Mobile Fundraising: A Complete Overview — Pt. 1 of 3

Imagine you’re standing at a bus stop. Maybe you’re checking your mobile email. Maybe you’re texting a good buddy of yours.

Either way, you definitely have your phone out. You look up, and you see this:


Okay, first of all, you notice an adorable kitten, staring down at you, begging you to help out. You also notice that there’s a number to text in order to donate.

How can you refuse?

So you text the number and boom! You’ve just given to a charity you’d never heard of before.

Mobile giving really is that simple.

That’s precisely why we’ve created this overview: to give you a deeper understanding of the fundraising phenomenon that is mobile giving.

In this series, we’ll cover:

  1. What is mobile fundraising?
  2. What are the most common mobile giving terms?
  3. Can mobile giving technology be used for more than just fundraising?
  4. How do various types of organizations make use of mobile giving?
  5. How can your organization get started with mobile giving?
  6. How can you promote mobile fundraising to your donors?


Before you start with this mobile-specific series, if you’re in the market for some more general fundraising advice, look no further than this article: The Secret Sauce of Fundraising Success.

Still with me? We’re going to be dividing those six questions across the three separate parts of this series and answering two questions at a time. The first two up are:

  • What is mobile fundraising?
  • What are the most common mobile giving terms?

What’re we waiting for? Let’s get started with our overview of mobile giving!


What is mobile fundraising?

To put it plainly, mobile fundraising is the raising of money through mobile devices, such as smartphones and tablets.
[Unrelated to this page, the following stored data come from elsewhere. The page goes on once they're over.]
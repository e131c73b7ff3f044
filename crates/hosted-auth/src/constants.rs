//! Hosted UI endpoint paths and protocol defaults
//!
//! Paths are relative to the Hosted UI domain configured per deployment
//! (e.g. `https://auth.example.com`).

/// Token endpoint for the authorization-code exchange
pub const TOKEN_PATH: &str = "/oauth2/token";

/// Authorization endpoint the browser is sent to for login
pub const AUTHORIZE_PATH: &str = "/oauth2/authorize";

/// Hosted UI sign-out endpoint, ends the provider's own session
pub const LOGOUT_PATH: &str = "/logout";

/// Scopes requested when the deployment does not configure any.
pub const DEFAULT_SCOPES: &str = "openid email profile";

/// Upper bound on the token endpoint round-trip.
pub const DEFAULT_EXCHANGE_TIMEOUT_SECS: u64 = 5;

/// Random bytes behind each session identifier (256 bits).
pub const SESSION_ID_BYTES: usize = 32;
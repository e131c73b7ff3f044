//! Configuration error types

use thiserror::Error;

/// Errors raised while loading or validating gateway configuration
#[derive(Error, Debug)]
pub enum Error {
    #[error("Configuration error: {0}")]
    Config(String),

    #[error("I/O error: {0}")]
    Io(#[from] std::io::Error),

    #[error("TOML parse error: {0}")]
    Toml(#[from] toml::de::Error),
}

impl Error {
    /// Shorthand for a validation failure on a named config field.
    pub fn invalid(field: &str, reason: impl std::fmt::Display) -> Self {
        Error::Config(format!("{field}: {reason}"))
    }
}

/// Result alias using common Error
pub type Result<T> = std::result::Result<T, Error>;

#[cfg(test)]
mod tests {
    use super::*;

    #[test]
    fn invalid_names_the_field() {
        let err = Error::invalid("provider.client_id", "must not be empty");
        assert_eq!(
            err.to_string(),
            "Configuration error: provider.client_id: must not be empty"
        );
    }

    #[test]
    fn io_and_toml_errors_convert() {
        let io_err: Error =
            std::io::Error::new(std::io::ErrorKind::NotFound, "no such file").into();
        assert!(io_err.to_string().starts_with("I/O error:"), "got: {io_err}");

        let toml_err: Error = toml::from_str::<toml::Table>("= broken").unwrap_err().into();
        assert!(
            toml_err.to_string().starts_with("TOML parse error:"),
            "got: {toml_err}"
        );
    }
}
//! Hosted UI authorization-code authentication library
//!
//! Bridges an OpenID-Connect "Hosted UI" identity provider to a first-party
//! server-side session. The crate has no HTTP server dependency; the gateway
//! binary maps its results onto routes and cookies.
//!
//! Callback flow:
//! 1. Browser returns from the Hosted UI with a one-time `code`
//! 2. `TokenExchangeClient::exchange()` trades the code for a `TokenSet`
//! 3. `ClaimsExtractor::extract()` decodes the id token into `IdentityClaims`
//! 4. `SessionStore::create()` issues a session identifier for those claims
//!
//! Later requests resolve the session through `Authenticator::resolve()` and
//! end it with `Authenticator::sign_out()`. Nothing in this crate retries: a
//! failed attempt is only recoverable with a fresh authorization code.

pub mod callback;
pub mod claims;
pub mod constants;
pub mod error;
pub mod hosted_ui;
pub mod session;
pub mod token;

pub use callback::{Authenticator, CallbackOutcome};
pub use claims::{ClaimsExtractor, IdentityClaims, UnverifiedClaimsExtractor};
pub use error::{Error, Result};
pub use hosted_ui::{authorize_url, logout_url};
pub use session::{InMemorySessionStore, SessionRecord, SessionStore, spawn_sweep_task};
pub use token::{ExchangeConfig, TokenExchangeClient, TokenSet, code_fingerprint};
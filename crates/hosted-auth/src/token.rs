//! Authorization-code exchange against the Hosted UI token endpoint
//!
//! One exchange is one `POST {domain}/oauth2/token`. Codes are single-use at
//! the provider, so a failed exchange is final: retrying with the same code
//! would be rejected as replay. Callers surface the failure and send the
//! browser through a fresh authorization round-trip instead.

use std::fmt;
use std::time::Duration;

use common::Secret;
use serde::Deserialize;
use sha2::{Digest, Sha256};
use tracing::debug;

use crate::constants::{DEFAULT_EXCHANGE_TIMEOUT_SECS, TOKEN_PATH};
use crate::error::{Error, Result};

/// Tokens returned by a successful exchange.
///
/// Only `id_token` is inspected further. The access and refresh tokens are
/// opaque pass-through values.
#[derive(Clone, Deserialize)]
pub struct TokenSet {
    pub access_token: String,
    pub id_token: String,
    /// Omitted by providers whose app client has refresh tokens disabled
    #[serde(default)]
    pub refresh_token: Option<String>,
    pub token_type: String,
    /// Seconds until the access token expires (delta, not absolute)
    pub expires_in: u64,
}

impl fmt::Debug for TokenSet {
    fn fmt(&self, f: &mut fmt::Formatter<'_>) -> fmt::Result {
        f.debug_struct("TokenSet")
            .field("access_token", &"[REDACTED]")
            .field("id_token", &"[REDACTED]")
            .field("refresh_token", &self.refresh_token.as_ref().map(|_| "[REDACTED]"))
            .field("token_type", &self.token_type)
            .field("expires_in", &self.expires_in)
            .finish()
    }
}

/// Provider coordinates for the token endpoint.
#[derive(Debug, Clone)]
pub struct ExchangeConfig {
    /// Hosted UI base URL, e.g. `https://auth.example.com`
    pub hosted_ui_domain: String,
    pub client_id: String,
    /// Confidential app clients authenticate with HTTP Basic; public ones send none
    pub client_secret: Option<Secret<String>>,
    pub timeout: Duration,
}

impl ExchangeConfig {
    pub fn new(hosted_ui_domain: impl Into<String>, client_id: impl Into<String>) -> Self {
        Self {
            hosted_ui_domain: hosted_ui_domain.into(),
            client_id: client_id.into(),
            client_secret: None,
            timeout: Duration::from_secs(DEFAULT_EXCHANGE_TIMEOUT_SECS),
        }
    }
}

/// Client for the provider's token endpoint.
pub struct TokenExchangeClient {
    http: reqwest::Client,
    token_endpoint: String,
    config: ExchangeConfig,
}

impl TokenExchangeClient {
    pub fn new(http: reqwest::Client, config: ExchangeConfig) -> Self {
        let token_endpoint = format!(
            "{}{}",
            config.hosted_ui_domain.trim_end_matches('/'),
            TOKEN_PATH
        );
        Self {
            http,
            token_endpoint,
            config,
        }
    }

    pub fn token_endpoint(&self) -> &str {
        &self.token_endpoint
    }

    /// Exchange an authorization code for tokens.
    ///
    /// `redirect_uri` must be byte-identical to the one used when the code was
    /// issued; the provider enforces the match and a mismatch comes back as
    /// `Error::Exchange`. Timeouts, transport failures, non-2xx statuses and
    /// unparseable bodies all map to `Error::Exchange` as well.
    pub async fn exchange(&self, code: &str, redirect_uri: &str) -> Result<TokenSet> {
        debug!(
            code = %code_fingerprint(code),
            endpoint = %self.token_endpoint,
            "exchanging authorization code"
        );

        let mut request = self
            .http
            .post(&self.token_endpoint)
            .timeout(self.config.timeout)
            .form(&[
                ("grant_type", "authorization_code"),
                ("client_id", self.config.client_id.as_str()),
                ("code", code),
                ("redirect_uri", redirect_uri),
            ]);
        if let Some(secret) = &self.config.client_secret {
            request = request.basic_auth(&self.config.client_id, Some(secret.expose()));
        }

        let response = request.send().await.map_err(|e| {
            if e.is_timeout() {
                Error::Exchange(format!(
                    "token endpoint timed out after {}s",
                    self.config.timeout.as_secs_f64()
                ))
            } else {
                Error::Exchange(format!("token exchange request failed: {e}"))
            }
        })?;

        let status = response.status();
        if !status.is_success() {
            let body = response
                .text()
                .await
                .unwrap_or_else(|_| String::from("<no body>"));
            return Err(Error::Exchange(format!(
                "token endpoint returned {status}: {body}"
            )));
        }

        response
            .json::<TokenSet>()
            .await
            .map_err(|e| Error::Exchange(format!("invalid token response: {e}")))
    }
}

/// Short, non-reversible tag for an authorization code, safe to log.
pub fn code_fingerprint(code: &str) -> String {
    let hash = Sha256::digest(code.as_bytes());
    hash[..6].iter().map(|b| format!("{b:02x}")).collect()
}
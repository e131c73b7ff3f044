//! Callback state machine and session lookups
//!
//! `Authenticator::callback()` walks the authorization-code callback through
//! its states exactly once:
//!
//! ```text
//! AwaitingCode -> Exchanging -> ExtractingClaims -> Establishing -> Complete
//!      |              |               |                  |
//!  MissingCode  ExchangeFailed   ClaimsInvalid     SessionFailed
//! ```
//!
//! A session is only created after the exchange and claims extraction both
//! succeed, so abandoning the future at any earlier await leaves no state.

use std::sync::Arc;

use tracing::{info, warn};

use crate::claims::{ClaimsExtractor, IdentityClaims};
use crate::error::{Error, Result};
use crate::session::SessionStore;
use crate::token::{TokenExchangeClient, code_fingerprint};

/// Terminal result of one callback attempt.
#[derive(Debug)]
pub enum CallbackOutcome {
    /// No (or a blank) authorization code; zero provider calls were made
    MissingCode(Error),
    ExchangeFailed(Error),
    ClaimsInvalid(Error),
    SessionFailed(Error),
    Established {
        session_id: String,
        user: IdentityClaims,
    },
}

impl CallbackOutcome {
    /// Label for metrics and logs.
    pub fn label(&self) -> &'static str {
        match self {
            CallbackOutcome::MissingCode(_) => "missing_code",
            CallbackOutcome::ExchangeFailed(_) => "exchange_failed",
            CallbackOutcome::ClaimsInvalid(_) => "claims_invalid",
            CallbackOutcome::SessionFailed(_) => "session_failed",
            CallbackOutcome::Established { .. } => "established",
        }
    }
}

/// Wires the token exchange, claims extraction and session store together.
pub struct Authenticator {
    exchange: TokenExchangeClient,
    claims: Arc<dyn ClaimsExtractor>,
    sessions: Arc<dyn SessionStore>,
    redirect_uri: String,
}

impl Authenticator {
    pub fn new(
        exchange: TokenExchangeClient,
        claims: Arc<dyn ClaimsExtractor>,
        sessions: Arc<dyn SessionStore>,
        redirect_uri: impl Into<String>,
    ) -> Self {
        Self {
            exchange,
            claims,
            sessions,
            redirect_uri: redirect_uri.into(),
        }
    }

    pub fn redirect_uri(&self) -> &str {
        &self.redirect_uri
    }

    /// Run one callback attempt to completion. Never retries.
    pub async fn callback(&self, code: Option<&str>) -> CallbackOutcome {
        // AwaitingCode
        let code = match code.map(str::trim).filter(|c| !c.is_empty()) {
            Some(code) => code,
            None => {
                warn!("callback without authorization code");
                return CallbackOutcome::MissingCode(Error::MissingCode);
            }
        };
        let fingerprint = code_fingerprint(code);

        // Exchanging
        let tokens = match self.exchange.exchange(code, &self.redirect_uri).await {
            Ok(tokens) => tokens,
            Err(e) => {
                warn!(code = %fingerprint, error = %e, "authorization code exchange failed");
                return CallbackOutcome::ExchangeFailed(e);
            }
        };

        // ExtractingClaims
        let user = match self.claims.extract(&tokens.id_token) {
            Ok(user) => user,
            Err(e) => {
                warn!(code = %fingerprint, error = %e, "id token rejected");
                return CallbackOutcome::ClaimsInvalid(e);
            }
        };

        // Establishing
        match self.sessions.create(user.clone()).await {
            Ok(session_id) => {
                info!(code = %fingerprint, subject = %user.subject, "session established");
                CallbackOutcome::Established { session_id, user }
            }
            Err(e) => {
                warn!(code = %fingerprint, error = %e, "session creation failed");
                CallbackOutcome::SessionFailed(e)
            }
        }
    }

    /// Claims for the caller's session, or `None` when unauthenticated.
    pub async fn resolve(&self, session_id: Option<&str>) -> Result<Option<IdentityClaims>> {
        let Some(session_id) = session_id else {
            return Ok(None);
        };
        Ok(self
            .sessions
            .get(session_id)
            .await?
            .map(|record| record.user))
    }

    /// End the caller's session. Succeeds whether or not one existed.
    pub async fn sign_out(&self, session_id: Option<&str>) -> Result<()> {
        if let Some(session_id) = session_id {
            self.sessions.destroy(session_id).await?;
            info!("session signed out");
        }
        Ok(())
    }
}
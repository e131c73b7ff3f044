//! Error taxonomy for the authorization-code flow
//!
//! Every variant terminates the current authentication attempt. The payload
//! strings carry server-side detail (provider bodies, parse errors) and must
//! never be returned to the browser.

/// Errors from authentication operations.
#[derive(Debug, thiserror::Error)]
pub enum Error {
    /// The callback request carried no authorization code.
    #[error("authorization code missing from callback")]
    MissingCode,

    /// Token endpoint rejected the code, timed out, or answered garbage.
    #[error("token exchange failed: {0}")]
    Exchange(String),

    /// The id token is not a decodable three-segment token with a subject.
    #[error("malformed id token: {0}")]
    MalformedToken(String),

    #[error("session store error: {0}")]
    SessionStore(String),
}

impl Error {
    /// Stable label for metrics and log fields.
    pub fn kind(&self) -> &'static str {
        match self {
            Error::MissingCode => "missing_code",
            Error::Exchange(_) => "exchange",
            Error::MalformedToken(_) => "malformed_token",
            Error::SessionStore(_) => "session_store",
        }
    }
}

/// Result alias for auth operations.
pub type Result<T> = std::result::Result<T, Error>;

#[cfg(test)]
mod tests {
    use super::*;

    #[test]
    fn display_carries_detail() {
        let err = Error::Exchange("token endpoint returned 400: invalid_grant".into());
        assert!(err.to_string().contains("invalid_grant"));
        assert_eq!(
            Error::MissingCode.to_string(),
            "authorization code missing from callback"
        );
    }

    #[test]
    fn kind_labels_are_distinct() {
        let kinds = [
            Error::MissingCode.kind(),
            Error::Exchange(String::new()).kind(),
            Error::MalformedToken(String::new()).kind(),
            Error::SessionStore(String::new()).kind(),
        ];
        for (i, a) in kinds.iter().enumerate() {
            for b in &kinds[i + 1..] {
                assert_ne!(a, b);
            }
        }
    }
}
//! 3×3 convolution kernels.

/// Weights of a 3×3 stencil, indexed `[dx + 1][dy + 1]`.
#[derive(Clone, Copy, Debug, PartialEq)]
pub struct Kernel3x3 {
    weights: [[f64; 3]; 3],
}

impl Kernel3x3 {
    /// Kernel with explicit weights, indexed `[dx + 1][dy + 1]`.
    pub const fn new(weights: [[f64; 3]; 3]) -> Self {
        Self { weights }
    }

    /// Five-point Laplacian scaled by 0.7: neighbours `0.7`, centre `-2.8`,
    /// corners `0`.
    ///
    /// ```text
    ///  0    0.7   0
    ///  0.7 -2.8   0.7
    ///  0    0.7   0
    /// ```
    pub const fn laplacian() -> Self {
        Self::new([[0.0, 0.7, 0.0], [0.7, -2.8, 0.7], [0.0, 0.7, 0.0]])
    }

    /// Weight applied to the neighbour at offset `(dx, dy)`, each in `-1..=1`.
    ///
    /// # Panics
    ///
    /// Panics if either offset is outside `-1..=1`.
    pub fn weight(&self, dx: i32, dy: i32) -> f64 {
        self.weights[(dx + 1) as usize][(dy + 1) as usize]
    }

    /// All nine weights.
    pub fn weights(&self) -> &[[f64; 3]; 3] {
        &self.weights
    }

    /// Sum of all weights. Zero for a mass-preserving stencil.
    pub fn sum(&self) -> f64 {
        self.weights.iter().flatten().sum()
    }

    /// Whether every weight is finite.
    pub fn is_finite(&self) -> bool {
        self.weights.iter().flatten().all(|w| w.is_finite())
    }
}

impl Default for Kernel3x3 {
    fn default() -> Self {
        Self::laplacian()
    }
}
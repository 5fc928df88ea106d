//! Grid dimensions and cell indexing.

use crate::error::FieldError;

/// Dimensions of one layer plane: `width` columns (`x`) by `height` rows (`y`).
///
/// Cells are stored x-major within a plane: `index(x, y) = x * height + y`.
/// The outermost ring of cells is the border; everything else is interior.
#[derive(Clone, Copy, Debug, PartialEq, Eq)]
pub struct GridShape {
    width: u32,
    height: u32,
}

impl GridShape {
    /// Maximum dimension size: seed centres are offset in `i64` and
    /// interior loops use `usize`, so each axis must fit in `i32`.
    pub const MAX_DIM: u32 = i32::MAX as u32;

    /// Create a grid with `width * height` cells.
    ///
    /// Returns `Err(FieldError::EmptyGrid)` if either dimension is 0, or
    /// `Err(FieldError::DimensionTooLarge)` if either exceeds [`Self::MAX_DIM`].
    ///
    /// # Examples
    ///
    /// ```
    /// use tincture_field::GridShape;
    ///
    /// let grid = GridShape::new(200, 200).unwrap();
    /// assert_eq!(grid.cell_count(), 40_000);
    /// assert!(grid.is_interior(1, 1));
    /// assert!(!grid.is_interior(0, 5));
    /// ```
    pub fn new(width: u32, height: u32) -> Result<Self, FieldError> {
        if width == 0 || height == 0 {
            return Err(FieldError::EmptyGrid);
        }
        if width > Self::MAX_DIM {
            return Err(FieldError::DimensionTooLarge {
                name: "width",
                value: width,
                max: Self::MAX_DIM,
            });
        }
        if height > Self::MAX_DIM {
            return Err(FieldError::DimensionTooLarge {
                name: "height",
                value: height,
                max: Self::MAX_DIM,
            });
        }
        Ok(Self { width, height })
    }

    /// Number of columns.
    pub fn width(&self) -> u32 {
        self.width
    }

    /// Number of rows.
    pub fn height(&self) -> u32 {
        self.height
    }

    /// Cells in one layer plane.
    pub fn cell_count(&self) -> usize {
        self.width as usize * self.height as usize
    }

    /// Flat index of `(x, y)` within a plane. Caller guarantees bounds.
    #[inline]
    pub fn index(&self, x: usize, y: usize) -> usize {
        x * self.height as usize + y
    }

    /// Whether `(x, y)` lies inside the grid.
    pub fn contains(&self, x: i64, y: i64) -> bool {
        x >= 0 && y >= 0 && x < i64::from(self.width) && y < i64::from(self.height)
    }

    /// Whether `(x, y)` is an interior cell (not on the one-cell border).
    pub fn is_interior(&self, x: u32, y: u32) -> bool {
        x >= 1 && y >= 1 && x < self.width.saturating_sub(1) && y < self.height.saturating_sub(1)
    }

    /// Number of interior cells; zero for grids narrower than 3 on either axis.
    pub fn interior_count(&self) -> usize {
        (self.width.saturating_sub(2) as usize) * (self.height.saturating_sub(2) as usize)
    }
}
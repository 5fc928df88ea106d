//! Per-tick performance metrics.
//!
//! [`StepMetrics`] captures timing for one tick plus the field's total
//! intensity after competition, for telemetry and profiling.

/// Timing and mass collected during a single tick.
///
/// All durations are in microseconds.
#[derive(Clone, Debug, Default, PartialEq)]
pub struct StepMetrics {
    /// Wall-clock time for the entire tick.
    pub total_us: u64,
    /// Time spent in the diffusion pass, swap included.
    pub diffusion_us: u64,
    /// Time spent in the competition pass.
    pub competition_us: u64,
    /// Time spent rendering the frame.
    pub render_us: u64,
    /// Time spent handing the frame to the slot.
    pub publish_us: u64,
    /// Sum of all layer intensities after competition.
    pub total_mass: f64,
}
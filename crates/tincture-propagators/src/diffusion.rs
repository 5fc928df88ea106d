//! Explicit-Euler diffusion over every layer plane.
//!
//! Constructed via the builder pattern: [`DiffusionStepper::builder`].

use tincture_field::{FieldStore, GridShape};

use crate::kernel::Kernel3x3;

/// Applies one 3×3 stencil step to every layer.
///
/// For every interior cell of every layer:
/// ```text
/// next[x][y] = max(0, cur[x][y] + rate * Σ kernel[dx][dy] * cur[x+dx][y+dy])
/// ```
/// Border cells of `next` are never written; they keep whatever that buffer
/// held before the pass.
///
/// ```
/// use tincture_propagators::DiffusionStepper;
///
/// let stepper = DiffusionStepper::builder().rate(0.28).build().unwrap();
/// assert_eq!(stepper.rate(), 0.28);
/// ```
#[derive(Clone, Debug)]
pub struct DiffusionStepper {
    rate: f64,
    kernel: Kernel3x3,
}

/// Builder for [`DiffusionStepper`].
///
/// Defaults: rate `0.28`, [`Kernel3x3::laplacian`].
pub struct DiffusionStepperBuilder {
    rate: f64,
    kernel: Kernel3x3,
}

impl DiffusionStepper {
    /// Reference diffusion rate.
    pub const DEFAULT_RATE: f64 = 0.28;

    /// Create a new builder.
    pub fn builder() -> DiffusionStepperBuilder {
        DiffusionStepperBuilder {
            rate: Self::DEFAULT_RATE,
            kernel: Kernel3x3::laplacian(),
        }
    }

    /// Configured diffusion rate.
    pub fn rate(&self) -> f64 {
        self.rate
    }

    /// Configured stencil.
    pub fn kernel(&self) -> &Kernel3x3 {
        &self.kernel
    }

    /// Diffuse every layer of `current` into `next`.
    ///
    /// Both slices hold whole layer planes back to back, laid out as
    /// [`FieldStore`] lays them out. Grids narrower than 3 cells on either
    /// axis have no interior and are left untouched.
    ///
    /// # Panics
    ///
    /// Panics if the slices differ in length or are not a whole number of
    /// planes of `shape`.
    pub fn step(&self, current: &[f64], next: &mut [f64], shape: GridShape) {
        let plane = shape.cell_count();
        assert_eq!(current.len(), next.len(), "buffers differ in length");
        assert_eq!(current.len() % plane, 0, "buffer is not whole planes");

        let w = shape.width() as usize;
        let h = shape.height() as usize;
        if w < 3 || h < 3 {
            return;
        }

        let weights = self.kernel.weights();
        for (cur, out) in current.chunks_exact(plane).zip(next.chunks_exact_mut(plane)) {
            for x in 1..w - 1 {
                for y in 1..h - 1 {
                    let mut sum = 0.0;
                    for (dx, col) in weights.iter().enumerate() {
                        let row = (x + dx - 1) * h;
                        for (dy, &k) in col.iter().enumerate() {
                            sum += k * cur[row + y + dy - 1];
                        }
                    }
                    let i = x * h + y;
                    out[i] = (cur[i] + self.rate * sum).max(0.0);
                }
            }
        }
    }

    /// Run one pass on `store` and swap, so the result becomes current.
    pub fn step_store(&self, store: &mut FieldStore) {
        let shape = store.shape();
        let (current, next) = store.split_mut();
        self.step(current, next, shape);
        store.swap();
    }
}

impl DiffusionStepperBuilder {
    /// Set the diffusion rate (default 0.28). Must be finite and >= 0.
    pub fn rate(mut self, rate: f64) -> Self {
        self.rate = rate;
        self
    }

    /// Set the stencil (default [`Kernel3x3::laplacian`]).
    pub fn kernel(mut self, kernel: Kernel3x3) -> Self {
        self.kernel = kernel;
        self
    }

    /// Build the stepper, validating the configuration.
    ///
    /// # Errors
    ///
    /// Returns `Err` if `rate` is negative or non-finite, or if any kernel
    /// weight is non-finite.
    pub fn build(self) -> Result<DiffusionStepper, String> {
        if !(self.rate >= 0.0) || !self.rate.is_finite() {
            return Err(format!("rate must be finite and >= 0, got {}", self.rate));
        }
        if !self.kernel.is_finite() {
            return Err("kernel weights must be finite".to_string());
        }
        Ok(DiffusionStepper {
            rate: self.rate,
            kernel: self.kernel,
        })
    }
}
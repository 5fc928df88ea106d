//! The entity source seam.
//!
//! The simulation reads suppliers through [`SupplierSource`] once per run
//! (and again on an explicit reload). It never writes back.

use crate::error::SourceError;
use crate::supplier::Supplier;

/// Read-only provider of supplier records.
///
/// Implementations return at most `limit` records, in a stable order; the
/// simulation assigns layers in that order.
pub trait SupplierSource: Send + Sync {
    /// Fetch up to `limit` supplier records.
    fn fetch(&self, limit: usize) -> Result<Vec<Supplier>, SourceError>;
}

/// A [`SupplierSource`] backed by an in-memory list.
#[derive(Clone, Debug, Default)]
pub struct InMemorySource {
    suppliers: Vec<Supplier>,
}

impl InMemorySource {
    /// Wrap an existing list of suppliers.
    pub fn new(suppliers: Vec<Supplier>) -> Self {
        Self { suppliers }
    }

    /// Number of records held.
    pub fn len(&self) -> usize {
        self.suppliers.len()
    }

    /// Whether the source holds no records.
    pub fn is_empty(&self) -> bool {
        self.suppliers.is_empty()
    }
}

impl SupplierSource for InMemorySource {
    fn fetch(&self, limit: usize) -> Result<Vec<Supplier>, SourceError> {
        Ok(self.suppliers.iter().take(limit).cloned().collect())
    }
}

impl<S: SupplierSource + ?Sized> SupplierSource for std::sync::Arc<S> {
    fn fetch(&self, limit: usize) -> Result<Vec<Supplier>, SourceError> {
        (**self).fetch(limit)
    }
}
Mobile giving takes several forms, including (but not limited to):

  • Text-to-give technology,
  • QR code promotions,
  • Mobile email fundraising,
  • App-based fundraising,
  • Mobile-friendly crowdfunding pages,
  • And more!


While it takes many forms, there are some best practices that are common to all types of mobile fundraising. They include:

  1. Be consistent with contact, not constant.
  2. Keep all communications relatively short (but still informative).
  3. Don’t require too many steps to donate.


If you keep these best practices in mind when you’re launching your own mobile giving campaign, you’ll be sure to succeed.

Now that you have the basic definition of mobile giving (as well as some universal best practices) under your belt, it’s time to move on to the vocab lesson!

What are the most common mobile fundraising terms?

As with most fundraising phenomena, there are certain key terms that come along with mobile fundraising.

We’ve picked the top 9 mobile giving terms and defined them here for you:


1. Mobile-responsive

Mobile-responsive design refers to the way that web content acts on a mobile device (tablet or smartphone).

Think about it this way: content is like water.

When you pour water into a cup, it conforms to the cup.

When you pour water into a bottle, it fills that bottle.

Likewise, when you pour content into one platform, it should conform to whichever device it’s displayed on.

So when you’re designing your website, make sure that the content you create functions just as well on a mobile phone or tablet as it does on a laptop or desktop computer.


2. Mobile-friendly webpage

A mobile-friendly webpage is a site that is designed specifically to work well on a mobile device.

These webpages are designed directly for mobile; their content does not simply conform to different specifications.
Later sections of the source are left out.